Mais sous ces fleurs se cachent des épines. Comte est le positiviste parfait ; mais comme sa doctrine quelque influence qu’elle ait eu ne vaut rien, et sa vie encore moins, on peut juger par là des autres, de ceux dont la valeur est a surfaite », de Mill, de Huxley, de M. Spencer : telle est l’appréciation définitive de M. G. Elle donne prise à la critique.

Pourquoi Comte est-il, selon M. G., supérieur aux autres philosophes positifs ? C’est que les parties de son œuvre se tiennent étroitement ; que la Politique positive est le développement naturel du Cours de philosophie positive ; que le tout forme un système bien lié. Tel n’était pas l’avis de Mill et de Littré. Comte, disaient-ils, a, dans la seconde période de sa vie, abandonné la méthode « positive » ; il a échangé la méthode objective pour la méthode subjective ; de cette façon, il a pris à tâche, lui-même, de renverser sa propre doctrine.

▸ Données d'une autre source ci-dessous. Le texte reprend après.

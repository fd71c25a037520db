//! Client-side search and pagination over fetched lists

use crate::models::{Assignment, Task, UserProfile};
use crate::utils::helpers::calculate_offset;

/// Something the list pages can search by text
pub trait Searchable {
    /// Fields matched against the search words
    fn search_fields(&self) -> Vec<&str>;

    /// True when every word of `query` occurs in at least one field,
    /// ignoring case. An empty query matches everything.
    fn matches(&self, query: &str) -> bool {
        let fields: Vec<String> = self.search_fields().iter().map(|f| f.to_lowercase()).collect();
        query
            .split_whitespace()
            .map(str::to_lowercase)
            .all(|word| fields.iter().any(|field| field.contains(&word)))
    }
}

impl Searchable for Task {
    fn search_fields(&self) -> Vec<&str> {
        let mut fields = vec![self.title.as_str(), self.description.as_str(), self.category.as_str()];
        fields.extend(self.tags.iter().map(String::as_str));
        fields
    }
}

impl Searchable for Assignment {
    fn search_fields(&self) -> Vec<&str> {
        match &self.task {
            Some(task) => {
                let mut fields = vec![task.title.as_str(), self.task_id.as_str()];
                if let Some(category) = &task.category {
                    fields.push(category.as_str());
                }
                fields
            }
            None => vec![self.task_id.as_str()],
        }
    }
}

impl Searchable for UserProfile {
    fn search_fields(&self) -> Vec<&str> {
        let mut fields = vec![self.name.as_str(), self.email.as_str()];
        fields.extend(self.skills.iter().map(String::as_str));
        fields
    }
}

/// Items matching `query`, in their original order
pub fn filter_items<'a, T: Searchable>(items: &'a [T], query: &str) -> Vec<&'a T> {
    items.iter().filter(|item| item.matches(query)).collect()
}

/// One page of a client-side list
#[derive(Debug, Clone, PartialEq)]
pub struct Page<T> {
    pub items: Vec<T>,
    /// 1-based, clamped to `1..=total_pages`
    pub page: u32,
    pub page_size: u32,
    pub total_items: usize,
    pub total_pages: u32,
}

impl<T> Page<T> {
    pub fn has_previous(&self) -> bool {
        self.page > 1
    }

    pub fn has_next(&self) -> bool {
        self.page < self.total_pages
    }

    /// "Page 2 of 5 (43 items)"
    pub fn label(&self) -> String {
        format!("Page {} of {} ({} items)", self.page, self.total_pages, self.total_items)
    }
}

/// Slice `items` into page `page` of `page_size`.
///
/// An empty list still has one (empty) page. A zero page size is treated as 1.
pub fn paginate<T: Clone>(items: &[T], page: u32, page_size: u32) -> Page<T> {
    let page_size = page_size.max(1);
    let total_items = items.len();
    let total_pages = (total_items as u32).div_ceil(page_size).max(1);
    let page = page.clamp(1, total_pages);

    let start = calculate_offset(page as usize, page_size as usize);
    let end = (start + page_size as usize).min(total_items);
    let items = if start < total_items {
        items[start..end].to_vec()
    } else {
        Vec::new()
    };

    Page {
        items,
        page,
        page_size,
        total_items,
        total_pages,
    }
}
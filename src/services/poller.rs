//! Fixed-interval polling
//!
//! Dashboards re-fetch on a timer. The first fetch happens immediately, then
//! once per interval. There is no backoff and no deduplication: a failed
//! fetch is yielded like any other result and the next tick fetches again.
//! Dropping the stream stops the timer.

use std::future::Future;
use std::time::Duration;

use async_stream::stream;
use chrono::{DateTime, Utc};
use futures::Stream;
use tokio::time::MissedTickBehavior;
use tracing::debug;

use crate::utils::errors::Result;

/// One polling result
#[derive(Debug)]
pub struct PollUpdate<T> {
    /// Tick number, starting at 1
    pub tick: u64,
    pub fetched_at: DateTime<Utc>,
    pub result: Result<T>,
}

/// Poll `fetch` every `interval`, yielding each result
pub fn poll<T, F, Fut>(interval: Duration, mut fetch: F) -> impl Stream<Item = PollUpdate<T>>
where
    F: FnMut() -> Fut,
    Fut: Future<Output = Result<T>>,
{
    stream! {
        let mut ticker = tokio::time::interval(interval);
        ticker.set_missed_tick_behavior(MissedTickBehavior::Skip);
        let mut tick = 0u64;

        loop {
            ticker.tick().await;
            tick += 1;
            debug!(tick = tick, interval_ms = interval.as_millis() as u64, "Polling");

            let result = fetch().await;
            yield PollUpdate {
                tick,
                fetched_at: Utc::now(),
                result,
            };
        }
    }
}
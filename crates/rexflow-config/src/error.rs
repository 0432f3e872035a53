//! Error types for the configuration layer
//!
//! - Parse failures (text → [`Document`](crate::Document))
//! - File access while reading or writing a configuration
//! - Layout problems while generating a configuration from a template

use std::path::PathBuf;

/// Errors raised while reading, parsing or writing a configuration document
#[derive(Debug, thiserror::Error)]
pub enum ConfigError {
    /// The text violates the block/line structure
    ///
    /// `block` is the zero-based index of the offending block chunk.
    #[error("malformed config (block {block}): {message}")]
    Malformed { block: usize, message: String },

    /// IO error on a configuration file
    #[error("io error on {path}: {source}")]
    Io {
        path: PathBuf,
        #[source]
        source: std::io::Error,
    },
}

impl ConfigError {
    /// Create malformed-config error for a block chunk
    pub fn malformed(block: usize, message: impl Into<String>) -> Self {
        Self::Malformed {
            block,
            message: message.into(),
        }
    }

    /// Create IO error for path
    pub fn io_error(path: impl Into<PathBuf>, source: std::io::Error) -> Self {
        Self::Io {
            path: path.into(),
            source,
        }
    }
}

/// Errors raised while turning a TOML layout into a document
#[derive(Debug, thiserror::Error)]
pub enum TemplateError {
    /// The layout is not valid TOML or does not match the layout schema
    #[error("invalid layout: {0}")]
    Layout(#[from] toml::de::Error),

    /// A setting has a TOML type that has no configuration equivalent
    #[error("unsupported value for '{key}' in {block}: {found}")]
    UnsupportedValue {
        block: String,
        key: String,
        found: String,
    },

    /// The generated document is inconsistent
    #[error(transparent)]
    Config(#[from] ConfigError),
}

/// Result type alias for configuration operations
pub type ConfigResult<T> = Result<T, ConfigError>;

Rien de plus « nul », dit M. G., que ces critiques contre Comte. Quand celui-ci a écrit la Politique positive, il y a beau temps que la méthode « positive » était abandonnée, et par Comte lui-même, et par Mill, et par Littré ; quelle est l’expérience qui leur permet, aux uns et aux autres, de déclarer chimériques les plus hautes essences de la théologie ? Sur quelles observations « directes », sur quels documents incontestables de l’histoire, repose la loi des trois états ? Puis, la méthode subjective n’est nullement opposée à la méthode objective, puisque celle-ci doit, suivant Comte, toujours contrôler celle-là. Enfin, il n’y a pas, en fait, une seule idée importante de la Politique positive, qui ne se trouve déjà dans le Cours. La conception du pouvoir spirituel, la théorie de Gall, la préoccupation sociologique, la prépondérance accordée aux facultés affectives sur les facultés intellectuelles, la suprématie de la morale, la sympathie ordonnée comme premier devoir, tout cela est indiqué dans le Cours de philosophie positive. Sans doute Comte avait commencé par répudier toute « construction religieuse », et il a fini par être grand prêtre. Mais c’est la religion théologique qu’il rejetait, non point la religion scientifique de l’humanité. Il avait donc le droit d’appeler sophistes ceux qui l’accusaient d’inconséquence.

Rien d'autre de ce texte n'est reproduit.